See git-pull(1) for details.

If you often merge with the same branch, you may want to
use something like the following in your configuration file:
    [branch "author"]
    remote = <nickname>
    merge = <remote-ref>

    [remote "<nickname>"]
    url = <url>
    fetch = <refspec>

See git-config(1) for details.

Questions related to this problem are frequent on stackoverflow, but apparently I don't understand the basic concept of git well enough to understand them. Also maybe our workflow is insane: neither of us are developers. What can I try next?

tom
  • 541
  • 1
  • 5
  • 16
  • 1
    Are you using Git from the command-line only, or are you using any graphical interface for it as well? Using any of the tools that allow you to visualise the repository may make it easier to see what is going on, to see the commits are on the remote branches that are missing from your local branches, and vice versa. If you are using the command-line only, you can get something similar with `git log --decorate --all --graph`. –  May 07 '14 at 22:15
  • I've just been using the command line, except today when I was banging on the keyboard trying to figure it out and downloaded four GUIs in rapid succession hoping I'd grasp one. The decoration flag sounds intriguing, I'll check it out. Thank you! – tom May 08 '14 at 03:02

1 Answers1

5

This is one of those areas where I think the git documentation is really terrible. Everything points you to git pull but git pull is just a convenience method built on top of several underlying items, and it's the underlying items that are critical to understanding this. Git lets the critical-understanding parts "leak out" while trying to pretend that they are irrelevant.

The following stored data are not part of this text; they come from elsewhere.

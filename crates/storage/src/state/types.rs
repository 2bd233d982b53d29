// SPDX-License-Identifier: BUSL-1.1
// Copyright (c) 2026 Alfred Jean LLC

//! Storage-only record types.

use serde::{Deserialize, Serialize};
use troupe_core::JsonMap;

/// Per-user state of record: profile and collaborative shared context.
///
/// Both are schemaless mappings; the profile is written by external
/// collaborators, the shared context by permitted agents.
#[derive(Debug, Clone, Default, PartialEq, Serialize, Deserialize)]
pub struct UserRecord {
    #[serde(default)]
    pub profile: JsonMap,
    #[serde(default)]
    pub shared_context: JsonMap,
    pub created_at_ms: u64,
}
//! Workspace-level behavior specs for the troupe orchestration core.
//!
//! These drive the public engine API end to end: install agents, submit
//! events, observe traces, context, cascades, and tool approvals.

#[path = "specs/prelude.rs"]
mod prelude;

#[path = "specs/cascade.rs"]
mod cascade;
#[path = "specs/context.rs"]
mod context;
#[path = "specs/durability.rs"]
mod durability;
#[path = "specs/install.rs"]
mod install;
#[path = "specs/tools.rs"]
mod tools;
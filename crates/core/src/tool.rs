// SPDX-License-Identifier: BUSL-1.1
// Copyright (c) 2026 Alfred Jean LLC

//! Tool definitions, executions, and the human-approval gate.
//!
//! A tool execution is the only side-effectful thing an agent can ask
//! for. Its lifecycle is a small state machine; every transition is
//! validated against [`ToolExecutionStatus::can_transition_to`] before it
//! is committed.

use crate::installation::InstallationId;
use crate::json::JsonMap;
use crate::manifest::AgentId;
use crate::user::UserId;
use serde::{Deserialize, Serialize};

crate::define_id! {
    /// Unique identifier for a tool execution.
    pub struct ToolExecutionId("tex-");
}

/// Whether a tool call must pass a human reviewer before running.
///
/// `Optional` is treated as requiring approval: a reviewer may waive
/// nothing, only approve or reject.
#[derive(Debug, Clone, Copy, PartialEq, Eq, Serialize, Deserialize)]
#[serde(rename_all = "snake_case")]
pub enum ApprovalMode {
    Always,
    Never,
    Optional,
}

crate::simple_display! {
    ApprovalMode {
        Always => "always",
        Never => "never",
        Optional => "optional",
    }
}

impl ApprovalMode {
    pub fn requires_approval(&self) -> bool {
        matches!(self, ApprovalMode::Always | ApprovalMode::Optional)
    }
}

/// Coarse risk classification for reviewers.
#[derive(Debug, Clone, Copy, PartialEq, Eq, Serialize, Deserialize)]
#[serde(rename_all = "snake_case")]
pub enum RiskLevel {
    Low,
    Medium,
    High,
}

crate::simple_display! {
    RiskLevel {
        Low => "low",
        Medium => "medium",
        High => "high",
    }
}

/// Catalog entry for a tool, keyed by `tool_id`.
#[derive(Debug, Clone, PartialEq, Serialize, Deserialize)]
pub struct ToolDefinition {
    pub tool_id: String,
    #[serde(default)]
    pub description: String,
    pub requires_human_approval: ApprovalMode,
    #[serde(default, skip_serializing_if = "Option::is_none")]
    pub approval_role: Option<String>,
    pub risk_level: RiskLevel,
}

crate::builder! {
    pub struct ToolDefinitionBuilder => ToolDefinition {
        into {
            tool_id: String = "test_tool",
            description: String = "",
        }
        set {
            requires_human_approval: ApprovalMode = ApprovalMode::Never,
            risk_level: RiskLevel = RiskLevel::Low,
        }
        computed {
            approval_role: Option<String> = None,
        }
    }
}

/// Status of a tool execution.
///
/// ```text
///             submit
///     (∅) ─────────────► pending ──► rejected
///                           │
///                           ├──► executing ─► completed | failed   (no approval needed)
///                           └──► approved ──► executing ─► …       (after human approval)
/// ```
#[derive(Debug, Clone, Copy, PartialEq, Eq, Serialize, Deserialize)]
#[serde(rename_all = "snake_case")]
pub enum ToolExecutionStatus {
    Pending,
    Approved,
    Rejected,
    Executing,
    Completed,
    Failed,
}

crate::simple_display! {
    ToolExecutionStatus {
        Pending => "pending",
        Approved => "approved",
        Rejected => "rejected",
        Executing => "executing",
        Completed => "completed",
        Failed => "failed",
    }
}

impl ToolExecutionStatus {
    /// Terminal statuses admit no further transitions.
    pub fn is_terminal(&self) -> bool {
        matches!(
            self,
            ToolExecutionStatus::Rejected
                | ToolExecutionStatus::Completed
                | ToolExecutionStatus::Failed
        )
    }

    /// Legal state-machine edges.
    pub fn can_transition_to(&self, next: ToolExecutionStatus) -> bool {
        use ToolExecutionStatus::*;
        matches!(
            (self, next),
            (Pending, Approved) | (Pending, Rejected) | (Pending, Executing)
                | (Approved, Executing)
                | (Executing, Completed)
                | (Executing, Failed)
        )
    }
}

/// One tool call requested by an agent.
#[derive(Debug, Clone, PartialEq, Serialize, Deserialize)]
pub struct ToolExecution {
    pub id: ToolExecutionId,
    pub user_id: UserId,
    pub agent_id: AgentId,
    pub installation_id: InstallationId,
    pub tool_id: String,
    #[serde(default)]
    pub payload: JsonMap,
    pub status: ToolExecutionStatus,
    /// Result mapping returned by the tool implementation on completion.
    #[serde(default, skip_serializing_if = "Option::is_none")]
    pub result: Option<JsonMap>,
    #[serde(default, skip_serializing_if = "Option::is_none")]
    pub error: Option<String>,
    pub created_at_ms: u64,
    pub updated_at_ms: u64,
}

/// Reviewer decision for a pending execution.
#[derive(Debug, Clone, Copy, PartialEq, Eq, Serialize, Deserialize)]
#[serde(rename_all = "snake_case")]
pub enum ApprovalDecision {
    Approved,
    Rejected,
}

crate::simple_display! {
    ApprovalDecision {
        Approved => "approved",
        Rejected => "rejected",
    }
}

/// At most one approval exists per tool execution.
#[derive(Debug, Clone, PartialEq, Serialize, Deserialize)]
pub struct HumanApproval {
    pub execution_id: ToolExecutionId,
    pub reviewer_id: UserId,
    pub decision: ApprovalDecision,
    #[serde(default, skip_serializing_if = "Option::is_none")]
    pub comment: Option<String>,
    pub created_at_ms: u64,
}

#[cfg(test)]
#[path = "tool_tests.rs"]
mod tests;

That out of the way, here are the actual basic elements:

  • When you are sharing stuff with someone, there are multiple independent repositories (repos) involved. At a minimum there is "yours" and "theirs", and very often there is a third (e.g., on github) that you both use to accomplish the sharing. In this case, the model is that this third party—github—handles all the complicated authentication stuff (https, ssh, whatever), so that you don't have to.

  • To obtain stuff from some other repo, you use git fetch.

  • To deliver stuff to some other repo, you use git push.

In other words, the opposite of push is not actually pull, but rather, is fetch.

refspecs

To make these two operations (push and fetch) work, git uses what it calls "refspecs". Remember that when pushing and fetching, there are two repositories involved.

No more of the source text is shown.